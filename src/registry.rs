//! Project registry (C4): the process-wide store of [`FileIndex`]es plus
//! the cross-file lookup tables C5/C6/C7 query against — an exports table
//! per file (with wildcard re-exports transitively unioned in), a
//! class-by-qualified-name table, a constructor-to-class map, and a
//! project-wide qualified-name index used both generally and as the Rust
//! `use`-free fast path described in [`crate::parsing::rust_profile`].

use crate::file_index::FileIndex;
use crate::module_path;
use crate::parsing::Language;
use crate::symbol::{Definition, DefinitionKind};
use crate::types::{FilePath, SymbolId};
use parking_lot::RwLock;
use std::collections::{HashMap, HashSet};
use std::sync::Arc;
use tracing::warn;

/// Single-writer/multi-reader store (§5). Mutation takes `&self` via an
/// interior lock so an `Arc<ProjectRegistry>` can be shared by the engine
/// without an outer lock of its own.
#[derive(Default)]
pub struct ProjectRegistry {
    files: RwLock<HashMap<FilePath, Arc<FileIndex>>>,
}

impl ProjectRegistry {
    pub fn new() -> Self {
        Self::default()
    }

    /// §4.4 `upsert_file`: replace (or insert) one file's index.
    pub fn upsert_file(&self, index: FileIndex) {
        let path = index.file_path.clone();
        crate::debug_event!(
            "registry",
            "upsert_file",
            "{} ({} defs, {} refs)",
            path,
            index.defs.len(),
            index.refs.len()
        );
        self.files.write().insert(path, Arc::new(index));
    }

    /// §4.4 `remove_file`.
    pub fn remove_file(&self, path: &str) -> bool {
        self.files.write().remove(path).is_some()
    }

    pub fn contains(&self, path: &str) -> bool {
        self.files.read().contains_key(path)
    }

    /// Direct single-file lookup (§6 `get_index_single_file`), bypassing
    /// snapshot construction since it needs none of the cross-file tables.
    pub fn file(&self, path: &str) -> Option<Arc<FileIndex>> {
        self.files.read().get(path).cloned()
    }

    pub fn file_count(&self) -> usize {
        self.files.read().len()
    }

    pub fn file_fingerprint(&self, path: &str) -> Option<u64> {
        self.files.read().get(path).map(|f| f.source_fingerprint)
    }

    /// An immutable point-in-time view for resolution and call-graph work
    /// (§4.4 "all snapshots are immutable views"). Building one clones only
    /// `Arc` handles to existing `FileIndex`es, not the indices themselves.
    pub fn snapshot(&self) -> ProjectSnapshot {
        let files = self.files.read().clone();
        ProjectSnapshot::build(files)
    }

    pub fn clear(&self) {
        self.files.write().clear();
    }
}

/// A consistent read-only view of every indexed file plus the derived
/// cross-file tables §3/§4.4 describe. Constructed once per query burst so
/// C5/C6/C7 never observe a registry mutation mid-resolution.
pub struct ProjectSnapshot {
    files: HashMap<FilePath, Arc<FileIndex>>,
    known_files: HashSet<FilePath>,
    exports_by_file: HashMap<FilePath, HashMap<Box<str>, SymbolId>>,
    /// Class/interface/enum qualified name -> definitions sharing it. More
    /// than one entry only happens under TS declaration merging (§9 (b)).
    class_by_qualified_name: HashMap<Box<str>, Vec<SymbolId>>,
    /// Class/interface/enum bare name -> definitions sharing it, used for
    /// superclass-name and type-hint-name lookups, which are never
    /// qualified (§4.6).
    class_by_bare_name: HashMap<Box<str>, Vec<SymbolId>>,
    /// Every definition's qualified name -> definitions sharing it,
    /// project-wide. The Rust `use`-free fast path (`m::g()` with no
    /// import binding for `m`) looks callees up here directly.
    qualified_name_index: HashMap<Box<str>, Vec<SymbolId>>,
    constructor_to_class: HashMap<SymbolId, SymbolId>,
}

impl ProjectSnapshot {
    fn build(files: HashMap<FilePath, Arc<FileIndex>>) -> Self {
        let known_files: HashSet<FilePath> = files.keys().cloned().collect();

        let mut class_by_qualified_name: HashMap<Box<str>, Vec<SymbolId>> = HashMap::new();
        let mut class_by_bare_name: HashMap<Box<str>, Vec<SymbolId>> = HashMap::new();
        let mut qualified_name_index: HashMap<Box<str>, Vec<SymbolId>> = HashMap::new();
        let mut constructor_to_class: HashMap<SymbolId, SymbolId> = HashMap::new();

        for index in files.values() {
            for def in &index.defs {
                qualified_name_index
                    .entry(def.id.qualified_name().into())
                    .or_default()
                    .push(def.id.clone());

                if matches!(
                    def.kind,
                    DefinitionKind::Class | DefinitionKind::Interface | DefinitionKind::Enum
                ) {
                    class_by_qualified_name
                        .entry(def.id.qualified_name().into())
                        .or_default()
                        .push(def.id.clone());
                    class_by_bare_name
                        .entry(def.name.clone())
                        .or_default()
                        .push(def.id.clone());
                }

                if def.kind == DefinitionKind::Constructor {
                    if let Some(owner) = &def.data.owner_class {
                        constructor_to_class.insert(def.id.clone(), owner.clone());
                    }
                }
            }
        }

        let mut exports_by_file = HashMap::new();
        for path in files.keys() {
            let mut visited = HashSet::new();
            let table = resolve_exports(path, &files, &known_files, &mut visited);
            exports_by_file.insert(path.clone(), table);
        }

        Self {
            files,
            known_files,
            exports_by_file,
            class_by_qualified_name,
            class_by_bare_name,
            qualified_name_index,
            constructor_to_class,
        }
    }

    pub fn files(&self) -> impl Iterator<Item = (&FilePath, &Arc<FileIndex>)> {
        self.files.iter()
    }

    pub fn file(&self, path: &str) -> Option<&Arc<FileIndex>> {
        self.files.get(path)
    }

    pub fn exports_of(&self, path: &str) -> Option<&HashMap<Box<str>, SymbolId>> {
        self.exports_by_file.get(path)
    }

    pub fn class_by_qualified_name(&self, qualified_name: &str) -> &[SymbolId] {
        self.class_by_qualified_name
            .get(qualified_name)
            .map(Vec::as_slice)
            .unwrap_or(&[])
    }

    pub fn class_by_bare_name(&self, name: &str) -> &[SymbolId] {
        self.class_by_bare_name.get(name).map(Vec::as_slice).unwrap_or(&[])
    }

    pub fn qualified_name(&self, qualified_name: &str) -> &[SymbolId] {
        self.qualified_name_index
            .get(qualified_name)
            .map(Vec::as_slice)
            .unwrap_or(&[])
    }

    pub fn constructor_to_class(&self) -> &HashMap<SymbolId, SymbolId> {
        &self.constructor_to_class
    }

    pub fn definition(&self, id: &SymbolId) -> Option<&Definition> {
        self.files.get(id.file_path())?.definition(id)
    }

    /// Resolve an import/re-export module string to the file it points at.
    /// Only meaningful for TS/JS/Python; Rust imports are resolved directly
    /// against [`Self::resolve_rust_qualified_path`] instead, since a Rust
    /// `source_module` already names a qualified item, not a file.
    pub fn resolve_import_file(&self, from_path: &str, module: &str, language: Language) -> Option<FilePath> {
        match language {
            Language::TypeScript | Language::JavaScript => {
                module_path::resolve_ts_js_module(from_path, module, &self.known_files)
            }
            Language::Python => module_path::resolve_python_module(module, &self.known_files),
            Language::Rust => None,
        }
    }

    /// Rust `use`-free qualified-path fast path (§9, `qualify_free_name`):
    /// an import's `source_module`, or a bare `m::g` call with no import at
    /// all, already holds the callee's qualified path modulo a leading
    /// `crate::`/`self::`/`super::`; strip that and look the remainder up
    /// directly.
    pub fn resolve_rust_qualified_path(&self, path: &str) -> &[SymbolId] {
        let stripped = path
            .strip_prefix("crate::")
            .or_else(|| path.strip_prefix("self::"))
            .or_else(|| path.strip_prefix("super::"))
            .unwrap_or(path);
        self.qualified_name(stripped)
    }
}

/// Builds one file's exported-name -> `SymbolId` table, transitively
/// unioning in wildcard re-exports (`export * from './other'`) with a
/// per-root-call `visited` guard so re-export cycles terminate (§14
/// "Wildcard re-export cycle guard").
fn resolve_exports(
    path: &FilePath,
    files: &HashMap<FilePath, Arc<FileIndex>>,
    known_files: &HashSet<FilePath>,
    visited: &mut HashSet<FilePath>,
) -> HashMap<Box<str>, SymbolId> {
    let mut table = HashMap::new();
    if !visited.insert(path.clone()) {
        return table;
    }
    let Some(index) = files.get(path) else {
        return table;
    };

    for export in &index.exports {
        if export.is_reexport() {
            let Some(source_module) = &export.source_module else {
                continue;
            };
            let Some(target_path) = resolve_export_source(index.language, path, source_module, known_files) else {
                warn!(
                    "registry: unresolved re-export source '{}' from '{}'",
                    source_module, path
                );
                continue;
            };
            if export.exported_name.as_ref() == "*" {
                let nested = resolve_exports(&target_path, files, known_files, visited);
                table.extend(nested);
            } else {
                let nested = resolve_exports(&target_path, files, known_files, visited);
                if let Some(symbol) = nested.get(export.exported_name.as_ref()) {
                    table.insert(export.exported_name.clone(), symbol.clone());
                } else if let Some(local) = files
                    .get(&target_path)
                    .and_then(|i| i.export(&export.exported_name))
                    .and_then(|e| e.local_symbol_id.clone())
                {
                    table.insert(export.exported_name.clone(), local);
                }
            }
        } else if let Some(symbol) = &export.local_symbol_id {
            table.insert(export.exported_name.clone(), symbol.clone());
        }
    }
    table
}

fn resolve_export_source(
    language: Language,
    from_path: &FilePath,
    module: &str,
    known_files: &HashSet<FilePath>,
) -> Option<FilePath> {
    match language {
        Language::TypeScript | Language::JavaScript => {
            module_path::resolve_ts_js_module(from_path, module, known_files)
        }
        Language::Python => module_path::resolve_python_module(module, known_files),
        Language::Rust => None,
    }
}
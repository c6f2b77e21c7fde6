//! C1 language profile shared by TypeScript and JavaScript (§4.1).
//!
//! The two grammars agree on almost everything this profile cares about;
//! the handful of TS-only constructs (`interface`, `type` aliases) are
//! appended to the query set only when [`Language::TypeScript`] is selected,
//! so a plain JS file never compiles a pattern its grammar can't match.

use crate::file_index::FileIndexBuilder;
use crate::imports::{Import, ImportBindingSpec, ImportKind};
use crate::exports::Export;
use crate::parsing::{node_location, node_text, CompiledQuery, Language, LanguageProfile};
use crate::reference::{ReceiverChain, ReceiverHead, Reference, ReferenceKind};
use crate::symbol::{Definition, DefinitionKind};
use crate::types::Visibility;
use std::path::Path;
use tree_sitter::{Node, Parser, Query};

const SHARED_QUERY_SOURCE: &str = r#"
(function_declaration name: (identifier) @name) @definition.function
(generator_function_declaration name: (identifier) @name) @definition.function
(variable_declarator name: (identifier) @name value: (arrow_function)) @definition.function
(variable_declarator name: (identifier) @name value: (function_expression)) @definition.function
(class_declaration name: (identifier) @name) @definition.class
(class_declaration body: (class_body) @scope.class)
(method_definition name: (property_identifier) @name) @definition.function
(function_declaration body: (statement_block) @scope.function)
(function_expression body: (statement_block) @scope.function)
(arrow_function body: (statement_block) @scope.function)
(method_definition body: (statement_block) @scope.function)
(field_definition name: (property_identifier) @name) @definition.property
(variable_declarator name: (identifier) @name value: (new_expression)) @definition.variable
(import_statement) @import.named
(export_statement) @export.named
(call_expression) @reference.call
(member_expression) @reference.member
(catch_clause) @scope.catch
(for_in_statement) @scope.for
"#;

const TS_EXTRA_QUERY_SOURCE: &str = r#"
(interface_declaration name: (type_identifier) @name) @definition.interface
(type_alias_declaration name: (type_identifier) @name) @definition.type_alias
(public_field_definition name: (property_identifier) @name) @definition.property
"#;

pub struct TypeScriptProfile {
    language: Language,
    queries: Vec<CompiledQuery>,
}

impl TypeScriptProfile {
    pub fn new(language: Language) -> Self {
        let mut source = SHARED_QUERY_SOURCE.to_string();
        if language == Language::TypeScript {
            source.push_str(TS_EXTRA_QUERY_SOURCE);
        }

        let query = if language == Language::TypeScript {
            let grammar = tree_sitter_typescript::LANGUAGE_TYPESCRIPT.into();
            Query::new(&grammar, &source).expect("typescript query set must compile")
        } else {
            let grammar = tree_sitter_javascript::LANGUAGE.into();
            Query::new(&grammar, &source).expect("javascript query set must compile")
        };

        Self {
            language,
            queries: vec![CompiledQuery { name: "typescript_family", query }],
        }
    }
}

impl LanguageProfile for TypeScriptProfile {
    fn language(&self) -> Language {
        self.language
    }

    fn parse(&self, source: &str) -> Option<tree_sitter::Tree> {
        let mut parser = Parser::new();
        if self.language == Language::TypeScript {
            parser.set_language(&tree_sitter_typescript::LANGUAGE_TYPESCRIPT.into()).ok()?;
        } else {
            parser.set_language(&tree_sitter_javascript::LANGUAGE.into()).ok()?;
        }
        parser.parse(source, None)
    }

    fn queries(&self) -> &[CompiledQuery] {
        &self.queries
    }

    fn handle_capture(&self, capture_name: &str, node: Node, source: &str, builder: &mut FileIndexBuilder) {
        match capture_name {
            "definition.function" => handle_function(node, source, builder),
            "definition.class" => handle_class(node, source, builder),
            "definition.interface" => handle_interface(node, source, builder),
            "definition.type_alias" => handle_type_alias(node, source, builder),
            "definition.property" => handle_property(node, source, builder),
            "definition.variable" => handle_variable_definition(node, source, builder),
            "import.named" => handle_import(node, source, builder),
            "export.named" => handle_export(node, source, builder),
            "reference.call" => handle_call(node, source, builder),
            "reference.member" => handle_member(node, source, builder),
            _ => {}
        }
    }

    fn receiver_chain(&self, node: Node, source: &str) -> Option<ReceiverChain> {
        flatten_member_expression(node, source)
    }

    fn signature_text(&self, def_node: Node, source: &str) -> Option<Box<str>> {
        let end = def_node
            .child_by_field_name("body")
            .map(|b| b.start_byte())
            .unwrap_or_else(|| def_node.end_byte());
        source.get(def_node.start_byte()..end).map(|s| s.trim().into())
    }

    fn docstring(&self, def_node: Node, source: &str) -> Option<Box<str>> {
        let mut sibling = def_node.prev_sibling();
        // A variable_declarator's doc comment sits before the enclosing
        // lexical_declaration, not before the declarator itself.
        if let Some(parent) = def_node.parent() {
            if parent.kind() == "variable_declarator" {
                sibling = parent.parent().and_then(|d| d.prev_sibling());
            }
        }
        let comment = sibling?;
        if comment.kind() != "comment" {
            return None;
        }
        let text = node_text(comment, source);
        if !text.starts_with("/**") {
            return None;
        }
        let cleaned: Vec<&str> = text
            .trim_start_matches("/**")
            .trim_end_matches("*/")
            .lines()
            .map(|l| l.trim().trim_start_matches('*').trim())
            .filter(|l| !l.is_empty())
            .collect();
        if cleaned.is_empty() {
            None
        } else {
            Some(cleaned.join("\n").into())
        }
    }

    fn is_test_file(&self, path: &Path) -> bool {
        path.file_stem().and_then(|s| s.to_str()).is_some_and(|s| {
            s.ends_with(".test") || s.ends_with(".spec") || s == "test" || s == "tests"
        }) || path.components().any(|c| c.as_os_str() == "__tests__")
    }
}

⁂

- **EXERCISE REQUIREMENTS**
Using the records above, repeat exactly the lines from the first one through the line with "as the Rust".

- **YOUR RESPONSE**
filename src/registry.rs
//! Project registry (C4): the process-wide store of [`FileIndex`]es plus
//! the cross-file lookup tables C5/C6/C7 query against — an exports table
//! per file (with wildcard re-exports transitively unioned in), a
//! class-by-qualified-name table, a constructor-to-class map, and a
//! project-wide qualified-name index used both generally and as the Rust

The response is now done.